Let's see if I can take a shot at what the WebIDL would look like:

interface ImageDecoder {
// You get more than one as more information becomes available.
ReadableStream decode(EncodedImageData or ReadableStream);
}

interface DecodedImage {
// Things that aren't available yet are null
readonly attribute int? width;
readonly attribute int? height;
readonly attribute int? targetWidth;
readonly attribute int? targetHeight;
readonly attribute int? targetX;
readonly attribute int? targetY;
readonly attribute ImageData? imageData;
}

That could probably be cleaned up a bit, but first let's make sure that's generally what you're looking for (and if it's implementable :).

jakearchibald · 2019-09-04T16:37:05Z

It should probably be a transform stream rather than a function that takes a readable, but seems good!

However, I haven't looked at how streaming codecs actually work, and what they output. They might do something much better, or cater for something we're missing.

pthatcherg · 2019-09-04T16:38:57Z

"Justify" and "justice" have separate etymologies.

But also, wow.

FYI, I deleted a comment that I think was distracting from the meaningful conversation.

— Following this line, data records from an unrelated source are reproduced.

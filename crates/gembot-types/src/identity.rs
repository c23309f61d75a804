//! Identity types for GemBot
//!
//! Chat transports identify users and chats with 64-bit signed integers.
//! Both are wrapped so a chat id can never be passed where a user id is
//! expected.

use serde::{Deserialize, Serialize};
use std::fmt;

/// Macro to generate integer ID types with common implementations
macro_rules! define_id_type {
    ($name:ident, $prefix:literal, $doc:literal) => {
        #[doc = $doc]
        #[derive(Debug, Clone, Copy, PartialEq, Eq, PartialOrd, Ord, Hash, Serialize, Deserialize)]
        pub struct $name(pub i64);

        impl $name {
            /// Wrap a raw transport id
            pub fn new(raw: i64) -> Self {
                Self(raw)
            }

            /// Get the raw transport id
            pub fn as_i64(&self) -> i64 {
                self.0
            }

            /// Parse from a string (with or without prefix)
            pub fn parse(s: &str) -> Result<Self, std::num::ParseIntError> {
                let s = s.strip_prefix(concat!($prefix, "_")).unwrap_or(s);
                Ok(Self(s.trim().parse()?))
            }
        }

        impl fmt::Display for $name {
            fn fmt(&self, f: &mut fmt::Formatter<'_>) -> fmt::Result {
                write!(f, "{}_{}", $prefix, self.0)
            }
        }

        impl From<i64> for $name {
            fn from(raw: i64) -> Self {
                Self(raw)
            }
        }
    };
}

define_id_type!(UserId, "user", "Stable identity of a message sender");
define_id_type!(ChatId, "chat", "Conversation target that outbound messages are addressed to");

/// The sender attached to an inbound event
///
/// Only `id` is used for identity; the name parts are read once, when the
/// user is first registered.
#[derive(Debug, Clone, PartialEq, Eq, Serialize, Deserialize)]
pub struct Sender {
    pub id: UserId,
    pub first_name: String,
    #[serde(default)]
    pub last_name: Option<String>,
    #[serde(default)]
    pub username: Option<String>,
}

impl Sender {
    pub fn new(id: impl Into<UserId>, first_name: impl Into<String>) -> Self {
        Self {
            id: id.into(),
            first_name: first_name.into(),
            last_name: None,
            username: None,
        }
    }

    pub fn with_last_name(mut self, last_name: impl Into<String>) -> Self {
        self.last_name = Some(last_name.into());
        self
    }

    pub fn with_username(mut self, username: impl Into<String>) -> Self {
        self.username = Some(username.into());
        self
    }

    /// Name shown in bot replies: first and last name joined, trimmed
    pub fn display_name(&self) -> String {
        let last = self.last_name.as_deref().unwrap_or_default();
        format!("{} {}", self.first_name, last).trim().to_string()
    }
}
//! Error types shared across gembot crates

use thiserror::Error;

/// Result type for gembot type-level operations
pub type Result<T> = std::result::Result<T, GemBotError>;

/// Errors raised while parsing or constructing domain types
#[derive(Debug, Clone, PartialEq, Eq, Error)]
pub enum GemBotError {
    /// A choice code that is not one of the fixed menu commands
    #[error("Not a menu command: {code}")]
    NotAMenuCommand { code: String },
}
//! Two-tier resolution of choice codes
//!
//! Fixed menu commands are matched first, then useful activities, then
//! rewards. Anything left over is unknown.

use gembot_catalog::Catalogs;
use gembot_types::{CatalogEntry, MenuCommand};

#[derive(Debug, Clone, PartialEq, Eq)]
pub enum Choice {
    Menu(MenuCommand),
    UsefulActivity(CatalogEntry),
    Reward(CatalogEntry),
    Unknown(String),
}

impl Choice {
    pub fn resolve(code: &str, catalogs: &Catalogs) -> Self {
        if let Ok(command) = code.parse::<MenuCommand>() {
            return Choice::Menu(command);
        }
        if let Some(entry) = catalogs.useful_activities.find(code) {
            return Choice::UsefulActivity(entry.clone());
        }
        if let Some(entry) = catalogs.rewards.find(code) {
            return Choice::Reward(entry.clone());
        }
        Choice::Unknown(code.to_string())
    }
}

#[cfg(test)]
mod tests {
    use super::*;

    #[test]
    fn test_resolution_tiers() {
        let catalogs = Catalogs::builtin();

        assert_eq!(
            Choice::resolve("show_balance", &catalogs),
            Choice::Menu(MenuCommand::ShowBalance)
        );
        assert!(matches!(
            Choice::resolve("yoga", &catalogs),
            Choice::UsefulActivity(ref e) if e.code == "yoga"
        ));
        assert!(matches!(
            Choice::resolve("eat_sweets", &catalogs),
            Choice::Reward(ref e) if e.gems.value() == 60
        ));
        assert_eq!(
            Choice::resolve("xyz", &catalogs),
            Choice::Unknown("xyz".to_string())
        );
    }

    #[test]
    fn test_codes_are_case_sensitive() {
        let catalogs = Catalogs::builtin();
        assert!(matches!(Choice::resolve("YOGA", &catalogs), Choice::Unknown(_)));
    }
}
//! GemBot Catalog - the two fixed tables of gem-bearing actions
//!
//! - Useful activities grant their gem value when logged
//! - Rewards cost their gem value when redeemed
//!
//! Catalogs are built once at startup (from the builtin tables or from
//! configuration), validated, and never change afterwards. Iteration order is
//! declaration order, which is also the order buttons are rendered in.
//!
//! # Invariants
//!
//! 1. Codes are unique within a catalog
//! 2. Codes never collide across catalogs
//! 3. Codes never shadow a reserved menu code

pub mod builtin;
pub mod error;

use serde::{Deserialize, Serialize};

use gembot_types::{is_reserved_code, CatalogEntry, CatalogKind};

pub use error::{CatalogError, Result};

/// An ordered, read-only table of entries of one kind
#[derive(Debug, Clone, PartialEq, Eq, Serialize, Deserialize)]
pub struct Catalog {
    kind: CatalogKind,
    entries: Vec<CatalogEntry>,
}

impl Catalog {
    pub fn new(kind: CatalogKind, entries: Vec<CatalogEntry>) -> Self {
        Self { kind, entries }
    }

    pub fn kind(&self) -> CatalogKind {
        self.kind
    }

    /// Look up an entry by its choice code
    pub fn find(&self, code: &str) -> Option<&CatalogEntry> {
        self.entries.iter().find(|entry| entry.code == code)
    }

    pub fn contains(&self, code: &str) -> bool {
        self.find(code).is_some()
    }

    /// Entries in declaration order
    pub fn iter(&self) -> std::slice::Iter<'_, CatalogEntry> {
        self.entries.iter()
    }

    pub fn len(&self) -> usize {
        self.entries.len()
    }

    pub fn is_empty(&self) -> bool {
        self.entries.is_empty()
    }

    fn validate(&self) -> Result<()> {
        for (index, entry) in self.entries.iter().enumerate() {
            if entry.code.trim().is_empty() {
                return Err(CatalogError::EmptyCode {
                    kind: self.kind,
                    name: entry.name.clone(),
                });
            }
            if is_reserved_code(&entry.code) {
                return Err(CatalogError::ReservedCode {
                    kind: self.kind,
                    code: entry.code.clone(),
                });
            }
            if self.entries[..index].iter().any(|e| e.code == entry.code) {
                return Err(CatalogError::DuplicateCode {
                    kind: self.kind,
                    code: entry.code.clone(),
                });
            }
            if entry.gems.is_zero() {
                tracing::warn!(
                    kind = %self.kind,
                    code = %entry.code,
                    "Catalog entry has no gem value and will be rejected when used"
                );
            }
        }
        Ok(())
    }
}

impl<'a> IntoIterator for &'a Catalog {
    type Item = &'a CatalogEntry;
    type IntoIter = std::slice::Iter<'a, CatalogEntry>;

    fn into_iter(self) -> Self::IntoIter {
        self.iter()
    }
}

/// Both catalogs the bot works with
#[derive(Debug, Clone, PartialEq, Eq, Serialize, Deserialize)]
pub struct Catalogs {
    pub useful_activities: Catalog,
    pub rewards: Catalog,
}

impl Catalogs {
    /// Build and validate a catalog pair
    pub fn new(useful_activities: Vec<CatalogEntry>, rewards: Vec<CatalogEntry>) -> Result<Self> {
        let catalogs = Self {
            useful_activities: Catalog::new(CatalogKind::UsefulActivity, useful_activities),
            rewards: Catalog::new(CatalogKind::Reward, rewards),
        };
        catalogs.validate()?;
        Ok(catalogs)
    }

    /// The tables the bot ships with
    pub fn builtin() -> Self {
        Self {
            useful_activities: Catalog::new(
                CatalogKind::UsefulActivity,
                builtin::useful_activities(),
            ),
            rewards: Catalog::new(CatalogKind::Reward, builtin::rewards()),
        }
    }

    pub fn get(&self, kind: CatalogKind) -> &Catalog {
        match kind {
            CatalogKind::UsefulActivity => &self.useful_activities,
            CatalogKind::Reward => &self.rewards,
        }
    }

    /// Check the code invariants across both catalogs
    pub fn validate(&self) -> Result<()> {
        self.useful_activities.validate()?;
        self.rewards.validate()?;

        if let Some(entry) = self
            .rewards
            .iter()
            .find(|entry| self.useful_activities.contains(&entry.code))
        {
            return Err(CatalogError::CrossCatalogCollision {
                code: entry.code.clone(),
            });
        }
        Ok(())
    }
}

impl Default for Catalogs {
    fn default() -> Self {
        Self::builtin()
    }
}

pthatcherg · 2019-09-04T16:44:23Z

It should probably be a transform stream rather than a function that takes a readable, but seems good!

However, I haven't looked at how streaming codecs actually work, and what they output. They might do something much better, or cater for something we're missing.

OK, how about this:

interface ImageDecoder {
  attribute WritableStream writable;  // of encoded bytes
  attribute ReadableStream readable;  // of DecodedImage (progressively more info)
}

interface DecodedImage {
  // Things that aren't available yet are null
  readonly attribute int? width;
  readonly attribute int? height;
  readonly attribute int? targetWidth;
  readonly attribute int? targetHeight;
  readonly attribute int? targetX;
  readonly attribute int? targetY;
  readonly attribute ImageData? imageData;
}

jakearchibald · 2019-09-04T16:46:43Z

👍

This doesn't cater for animated formats, but yeah, it does feel like the video stuff (or something similar) would be in a better position to handle that.

pthatcherg · 2019-09-04T16:50:42Z

I think what I'll do is remove what is there currently for images (I meant it to be a PR and just pushed to the wrong branch anyway) and then make a PR like this.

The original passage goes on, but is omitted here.